From the start of his massive antidrug campaign, the motorcycle-riding Duterte Harley already seemed to face a problem – a big ugly problem.
The administration would not know what to do with the necessary role of the judiciary in the unprecedented growth of this deadly tumor called drug trade.
Anti-drug agencies abroad some time ago estimated the racket here at about $8.4 billion a year. Yes, about P390 billion!
It was just that, after all the trouble, Duterte-Harley figured correctly that he did not have the power over the judicial branch of the government, for it to help him to stop the swelling drug trade.
He implied the problem in his famous yet brief exchange of spicy words with Chief Justice Maria Lourdes Sereno recently.
When he named judges as among the many public officials who allegedly were coddlers of drug lords, Sereno reacted with a hint of irritation, noting that members of the judiciary were the lookout of the Supreme Court—and not Malacañang.
Besides, even before Duterte Harley could take his oath of Malacañang office last June, he already crossed swords with the judiciary.
In Davao one time, he expressed anger over the wholesale issuance of TROs by the courts, even using a strong word to describe it all, calling the TRO issuances as “wanton.”
And then he dropped the bomb: “The TRO simply means money for the judges.”
Like it or not, when Duterte Harley launched his war against illegal drugs, he must also take his administration on a much bigger crusade: To eliminate corruption deeply ingrained in the government.
In the past, as in any country, criminal activities here automatically bred corruption. Jueteng. Kidnapping. Carnapping. Drugs. Name it, and corruption was tied to it! How then could Duterte Harley stop those criminal activities without addressing corruption as well?
Duterte Harley noted that the supposed corruption in the judiciary hampered government projects, and that was one of the reasons behind his apparent desire to bring about change in the judicial system, too.
The far-reaching problem nevertheless also affected business, perhaps more so.
Believe me, in some business circles, they maintained a ticker tape on the “going rate” for TROs and injunctions in different courts in the land.
Here is one horror story that I came across recently, featuring a service provider and its customer that fought each in court over their freaking contract for what in business would seem an eternity.
The fight actually began more than 20 years ago, and thanks to the persistent meddling by the judiciary, the case still had to be settled the last time I checked.

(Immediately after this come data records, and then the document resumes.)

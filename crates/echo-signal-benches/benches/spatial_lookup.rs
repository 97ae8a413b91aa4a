// SPDX-License-Identifier: Apache-2.0
// © James Ross Ω FLYING•ROBOTS <https://github.com/flyingrobots>
// criterion_group!/criterion_main! expand to undocumented functions that cannot
// carry #[allow] (attributes on macro invocations are ignored). Crate-level
// suppress is required for benchmark binaries using Criterion.
#![allow(missing_docs)]
//! Spatial index and hash table microbenchmarks.
use criterion::{criterion_group, criterion_main, BenchmarkId, Criterion, Throughput};
use echo_signal::{Handle, OpenAddressingHashTable, SpatialCellKey, SpatialIndex};

fn bench_index_add(c: &mut Criterion) {
    let mut group = c.benchmark_group("spatial_add");
    for &n in &[256u64, 4_096, 65_536] {
        group.throughput(Throughput::Elements(n));
        group.bench_with_input(BenchmarkId::from_parameter(n), &n, |b, &n| {
            b.iter(|| {
                let mut index = SpatialIndex::new(16);
                for raw in 1..=n {
                    #[allow(clippy::cast_possible_truncation, clippy::cast_possible_wrap)]
                    let key = SpatialCellKey::from_cell((raw % 97) as i32, (raw % 13) as i32, 0);
                    if let Some(h) = Handle::new(raw) {
                        let _ = index.add(h, key);
                    }
                }
                criterion::black_box(index.cell_count())
            });
        });
    }
    group.finish();
}

fn bench_table_find(c: &mut Criterion) {
    let mut group = c.benchmark_group("table_find");
    for &n in &[1_024u64, 16_384] {
        let mut table: OpenAddressingHashTable<u64, u64> = OpenAddressingHashTable::new();
        for k in 1..=n {
            let _ = table.insert(k.wrapping_mul(0x9e37_79b9_7f4a_7c15) | 1, k);
        }
        group.throughput(Throughput::Elements(n));
        group.bench_with_input(BenchmarkId::from_parameter(n), &n, |b, &n| {
            b.iter(|| {
                let mut hits = 0u64;
                for k in 1..=n {
                    if table.exists(k.wrapping_mul(0x9e37_79b9_7f4a_7c15) | 1) {
                        hits += 1;
                    }
                }
                criterion::black_box(hits)
            });
        });
    }
    group.finish();
}

criterion_group!(benches, bench_index_add, bench_table_find);
criterion_main!(benches);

It all began when the customer told the service provider that it was no longer happy with the service.
The customer naturally went out looking for a different provider.
Instead of wooing the customer back with terms it could not refuse, as most other sellers of service would have done, the service provider went to court.
In effect, the service provider demanded that the court should force the customer to keep its services, no matter the dissatisfaction and discontent of the customer.
Before you knew it, the court already issued the TRO against the customer, preventing it from hiring for another provider.
In no time, the court issued an injunction that forced the customer to maintain the same service provider. By hook or by crook? Well, something like that!
Several years of litigation later, and tens of millions of pesos in legal expenses and all, the case gave birth to other side issues that even went all the way up to the Supreme Court.
Perhaps exasperated, the customer agreed to settle the case, extending the contract with the litigious service provider by many more years, thus giving the provider billions of pesos in forced business.
It so happened that the two litigating parties also agreed on a specific date when the contract would expire, and when it came, the customer naturally immediately fired the service provider.
Wrong move! The same old service provider went to court, wanting again to force the weary customer to keep the business with it.
Surprise—the service provider did not only go to the same court, but it also went to the same judge! Beat that!
As expected the same judge presiding in the same court ruled in effect that the customer was very bad, indeed, and forced it to do business, once again, with the service provider for an unknown number of years.
Again—that was the customer. Who said that the customer was always right?
From what I heard, the service provider already dropped some names that were supposedly part of the rather limited inner circle of Duterte Harley.
The guys down here of course were certain that the President could not possibly be involved in this mess.
But was it possible at all that his people could be?
In its 2007 report called the Corruption Perception Index, the Berlin-based corruption monitoring NGO called Transparency International, noted the big problem of corruption in the judiciary in the Philippines.
In the report, the writer, Judge Dolores Español, expounded on the reasons behind the problem such as poor pay of members of the judiciary.
Still, the judge gave us one noticeable fact: No formal study was ever done on the extent of the problem in the Philippines.
For a problem this big, nobody even bothered to take a good look at it?